In modern drug discovery, the journey from an initial hit to a promising lead series is an iterative multidisciplinary process. Combining innovative computational chemistry tools and methods with traditional medicinal chemistry, biological evaluation, and DMPK allows for greater insights and better decision making. Understanding how to navigate hit to lead is crucial for accelerating project timelines while balancing risk, cost, and efficiency.
Identifying hits that display biological activity against the primary target of interest, for example through screening (including virtual screening), fragment growing, or scaffold hopping is a key initial step, offering an opportunity to progress a validated compound series, through the hit to lead phase, for further development in the lead optimization phase. In addition to increasing the biological activity, other parameters that need to be considered include, selectivity over undesired off-targets, and control of physical chemistry properties such as logP, TPSA, along with the number of hydrogen bond donors and acceptors in the compound, to mitigate aspects like solubility, cell permeability, and metabolic stability.

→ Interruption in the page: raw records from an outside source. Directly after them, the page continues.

//! Panel chrome shared by the dashboard sections.

use ratatui::{
    layout::{Alignment, Rect},
    style::{Color, Style},
    text::{Line, Span},
    widgets::{Block, Borders, Paragraph},
    Frame,
};

use super::state::{Severity, StatusMessage};

/// Draw a titled panel border and return the area inside it.
pub fn render_panel(frame: &mut Frame, area: Rect, title: &str, color: Color) -> Rect {
    let block = Block::default()
        .borders(Borders::ALL)
        .border_style(Style::default().fg(Color::DarkGray))
        .title(Span::styled(format!(" {} ", title), Style::default().fg(color)));
    frame.render_widget(block, area);
    inner_rect(area, 1, 1)
}

/// Centered placeholder for panels with nothing to plot yet.
pub fn render_placeholder(frame: &mut Frame, area: Rect) {
    let y = area.y + area.height / 2;
    let line_area = Rect {
        y,
        height: area.height.min(1),
        ..area
    };
    let paragraph = Paragraph::new(Line::from(Span::styled(
        "No data available",
        Style::default().fg(Color::DarkGray),
    )))
    .alignment(Alignment::Center);
    frame.render_widget(paragraph, line_area);
}

/// Bottom status line: the last error, or what the feed is doing.
pub fn render_status_line(frame: &mut Frame, area: Rect, status: &StatusMessage) {
    let color = match status.severity {
        Severity::Info => Color::Green,
        Severity::Warning => Color::Yellow,
        Severity::Error => Color::Red,
    };
    let line = Line::from(vec![
        Span::styled(" ● ", Style::default().fg(color)),
        Span::styled(status.text.clone(), Style::default().fg(color)),
    ]);
    frame.render_widget(Paragraph::new(line), area);
}

pub fn inner_rect(area: Rect, margin_x: u16, margin_y: u16) -> Rect {
    Rect {
        x: area.x + margin_x,
        y: area.y + margin_y,
        width: area.width.saturating_sub(margin_x * 2),
        height: area.height.saturating_sub(margin_y * 2),
    }
}

#[cfg(test)]
mod tests {
    use super::*;

    #[test]
    fn test_inner_rect() {
        let inner = inner_rect(Rect::new(2, 3, 10, 6), 1, 1);
        assert_eq!(inner, Rect::new(3, 4, 8, 4));
    }

    #[test]
    fn test_inner_rect_saturates() {
        let inner = inner_rect(Rect::new(0, 0, 1, 1), 1, 1);
        assert_eq!(inner.width, 0);
        assert_eq!(inner.height, 0);
    }
}
//! Demo runner - timer-driven daemon around a [`DemoEngine`].
//!
//! Same daemon shape as the stream adapter: `new()` + `start()` spawns the
//! task, `run()` ticks a `tokio::time::interval` and sends each frame over an
//! mpsc channel. Missed timer ticks are skipped rather than bunched, so two
//! engine steps never run back to back to catch up.

use std::time::Duration;

use tokio::sync::mpsc;
use tokio::time::MissedTickBehavior;
use tokio_util::sync::CancellationToken;

use super::engine::{DemoEngine, DemoFrame};
use super::noise::NoiseSource;

const MIN_TICK: Duration = Duration::from_millis(1);

/// Drives a demo engine at wall-clock pace.
pub struct DemoRunner<N: NoiseSource> {
    engine: DemoEngine<N>,
    frames_tx: mpsc::Sender<DemoFrame>,
    cancel: CancellationToken,
}

impl<N: NoiseSource + 'static> DemoRunner<N> {
    pub fn new(
        engine: DemoEngine<N>,
        frames_tx: mpsc::Sender<DemoFrame>,
        cancel: CancellationToken,
    ) -> Self {
        Self {
            engine,
            frames_tx,
            cancel,
        }
    }

    /// Start the runner as an async task.
    ///
    /// The task resolves to the number of frames sent.
    pub fn start(self) -> tokio::task::JoinHandle<u64> {
        tokio::spawn(async move { self.run().await })
    }

    /// Tick until the engine finishes, the receiver is dropped, or the
    /// token is cancelled.
    pub async fn run(mut self) -> u64 {
        // A zero period would panic inside `interval`.
        let period = self.engine.config().tick.max(MIN_TICK);
        tracing::info!(
            tick_ms = period.as_millis() as u64,
            waypoints = self.engine.waypoints().len(),
            "Demo runner started"
        );

        let mut interval = tokio::time::interval(period);
        interval.set_missed_tick_behavior(MissedTickBehavior::Skip);
        let mut sent: u64 = 0;

        loop {
            tokio::select! {
                _ = self.cancel.cancelled() => {
                    tracing::debug!("Demo runner cancelled");
                    break;
                }
                _ = interval.tick() => {}
            }

            let Some(frame) = self.engine.tick() else {
                break;
            };
            let finished = frame.finished;

            if self.frames_tx.send(frame).await.is_err() {
                tracing::debug!("Demo frame channel closed, stopping");
                break;
            }
            sent += 1;

            if finished {
                break;
            }
        }

        tracing::info!(
            frames = sent,
            sim_time = self.engine.time(),
            finished = self.engine.is_finished(),
            "Demo runner stopped"
        );
        sent
    }
}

Computational free energy calculation methods provide opportunities to rationalize and prioritize design ideas, with accurate predictions allowing profiling of ligands in silico prior to embarking on an expensive synthesis campaign. Approaches such as MM/GBSA offer a quick and cost effective estimate of binding energy, while Free Energy Perturbation (FEP) provides more rigorous predictions of both relative (ligands within a congeneric series) and absolute (independent of structural similarity between ligands) free energies.